ACTWU is also trying to get people in union offices all over New York to tie up the Stevens switchboard with telephone calls. Says Campaign Director Ray Rogers: "We want to get so many phone calls going into the company that they can't make phone calls out." The union has allotted $1.5 million a year for the next ten years for the Stevens campaign, and has a pledge of full support from the AFL-CIO.
But Stevens is an exceptionally tough nut to crack, even by Southern standards. The NLRB has cited the company 15 times since 1965 for violations of federal labor laws. Stevens has been forced to offer jobs back to 125 dismissed workers and give them and other employees $1.3 million in back pay and other compensation. The company closed one carpet-yarn mill in Statesboro, Ga., after a court ruling that management had to bargain in good faith with the union; Stevens says the mill was shut because demand for its product "declined drastically." In 1974 the union won an election at seven Stevens plants in Roanoke Rapids, N.C., but 2 1/2 years later ACTWU officials still have not been able to get the company to sign a contract. Stevens accuses the union of making "impossible" demands. ACTWU officers reply that Stevens adamantly refuses to accept arbitration of grievances or a checkoff system for dues collections, and that without those provisions the union cannot function.

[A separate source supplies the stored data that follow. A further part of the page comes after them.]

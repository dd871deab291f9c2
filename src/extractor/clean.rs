//! HTML to readable text.
//!
//! Picks the main content container, drops boilerplate subtrees (navigation,
//! ads, scripts, footers) and keeps block structure as line breaks. Also pulls
//! the page title and publication date from metadata.

use super::normalize::parse_date;
use chrono::NaiveDate;
use once_cell::sync::Lazy;
use regex::Regex;
use scraper::node::Element;
use scraper::{ElementRef, Html, Selector};

/// Readable projection of an article page.
#[derive(Debug, Clone, Default, PartialEq)]
pub struct CleanedPage {
    pub title: Option<String>,
    pub text: String,
    pub published: Option<NaiveDate>,
}

const PRUNED_TAGS: &[&str] = &[
    "nav", "header", "footer", "aside", "script", "style", "noscript", "form", "iframe", "svg",
    "button", "template", "select", "figure",
];

const BLOCK_TAGS: &[&str] = &[
    "p", "div", "section", "article", "main", "br", "li", "ul", "ol", "h1", "h2", "h3", "h4",
    "h5", "h6", "blockquote", "tr", "table", "pre", "dd", "dt",
];

static BOILERPLATE: Lazy<Regex> = Lazy::new(|| {
    Regex::new(
        r"(?i)(^|[\s_-])(nav|navbar|menu|footer|sidebar|advert|ads?|ad-slot|promo|sponsored|social|share|sharing|cookie|newsletter|subscribe|related|comments?|breadcrumbs?|popup|modal|paywall)([\s_-]|$)",
    )
    .unwrap()
});

static CONTAINERS: Lazy<Vec<Selector>> = Lazy::new(|| {
    ["[itemprop=articleBody]", "article", "main, [role=main]", "body"]
        .iter()
        .map(|s| Selector::parse(s).unwrap())
        .collect()
});

static DATE_META: Lazy<Selector> = Lazy::new(|| {
    Selector::parse(
        r#"meta[property="article:published_time"], meta[itemprop="datePublished"],
           meta[name="pubdate"], meta[name="publishdate"], meta[name="date"],
           meta[name="parsely-pub-date"], meta[name="sailthru.date"],
           meta[property="og:published_time"], meta[name="dc.date"]"#,
    )
    .unwrap()
});
static TIME: Lazy<Selector> = Lazy::new(|| Selector::parse("time[datetime]").unwrap());
static JSON_LD_DATE: Lazy<Regex> =
    Lazy::new(|| Regex::new(r#""datePublished"\s*:\s*"([^"]+)""#).unwrap());

static OG_TITLE: Lazy<Selector> = Lazy::new(|| Selector::parse(r#"meta[property="og:title"]"#).unwrap());
static TITLE: Lazy<Selector> = Lazy::new(|| Selector::parse("title, h1").unwrap());

fn is_boilerplate(el: &Element) -> bool {
    if PRUNED_TAGS.contains(&el.name()) {
        return true;
    }
    if el.attr("aria-hidden") == Some("true") || el.attr("hidden").is_some() {
        return true;
    }
    el.attr("class").is_some_and(|c| BOILERPLATE.is_match(c))
        || el.id().is_some_and(|id| BOILERPLATE.is_match(id))
}

fn collect_text(element: ElementRef<'_>, out: &mut String) {
    for child in element.children() {
        if let Some(text) = child.value().as_text() {
            out.push_str(text);
        } else if let Some(child) = ElementRef::wrap(child) {
            let el = child.value();
            if is_boilerplate(el) {
                continue;
            }
            let block = BLOCK_TAGS.contains(&el.name());
            if block {
                out.push('\n');
            }
            collect_text(child, out);
            if block {
                out.push('\n');
            }
        }
    }
}

/// Collapse whitespace inside lines and drop empty lines.
fn tidy(raw: &str) -> String {
    raw.lines()
        .map(|line| line.split_whitespace().collect::<Vec<_>>().join(" "))
        .filter(|line| !line.is_empty())
        .collect::<Vec<_>>()
        .join("\n")
}

fn main_text(document: &Html) -> String {
    for selector in CONTAINERS.iter() {
        let best = document
            .select(selector)
            .map(|el| {
                let mut raw = String::new();
                collect_text(el, &mut raw);
                tidy(&raw)
            })
            .max_by_key(|text| text.len());
        if let Some(text) = best.filter(|t| !t.is_empty()) {
            return text;
        }
    }
    let mut raw = String::new();
    collect_text(document.root_element(), &mut raw);
    tidy(&raw)
}

fn published_date(document: &Html, raw_html: &str) -> Option<NaiveDate> {
    document
        .select(&DATE_META)
        .filter_map(|m| m.value().attr("content"))
        .chain(document.select(&TIME).filter_map(|t| t.value().attr("datetime")))
        .find_map(parse_date)
        .or_else(|| {
            JSON_LD_DATE
                .captures_iter(raw_html)
                .find_map(|caps| parse_date(&caps[1]))
        })
}

fn title(document: &Html) -> Option<String> {
    document
        .select(&OG_TITLE)
        .filter_map(|m| m.value().attr("content"))
        .map(str::to_string)
        .chain(document.select(&TITLE).map(|t| t.text().collect::<String>()))
        .map(|t| t.split_whitespace().collect::<Vec<_>>().join(" "))
        .find(|t| !t.is_empty())
}

/// Parse `raw_html` and return its readable projection.
pub fn clean_html(raw_html: &str) -> CleanedPage {
    let document = Html::parse_document(raw_html);
    CleanedPage {
        title: title(&document),
        text: main_text(&document),
        published: published_date(&document, raw_html),
    }
}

No Softening. Stevens officials rarely talk to the press, but this week they will send stockholders a booklet defending their labor policies. Among other things, it accuses the union of employing violence in some organizing campaigns, claims that Stevens has a good record in hiring and promoting blacks and other minorities (23% of its work force) and women (42%), and says that Stevens has raised wages an average of 7% in each of the past ten years, to $3.98 an hour now. That is competitive with the rest of the industry, but below the unionized wage scales in some nontextile factories in communities where Stevens has plants. Says James Boone, a packer in Roanoke Rapids: "1 hate to stand in the check-cashing line at the bank behind the paper mill guys"--who make up to $6 an hour.
At last week's annual meeting. Chairman Finley admitted that Stevens "has made mistakes of judgment." But officials show no signs of softening: the leaflet to stockholders asserts that union boycotters are "proving that they will readily sacrifice the interests of the employees ... to increase their own power." On their side, ACTWU officials vow a battle to the death. After 14 years the struggle is more bitter than ever.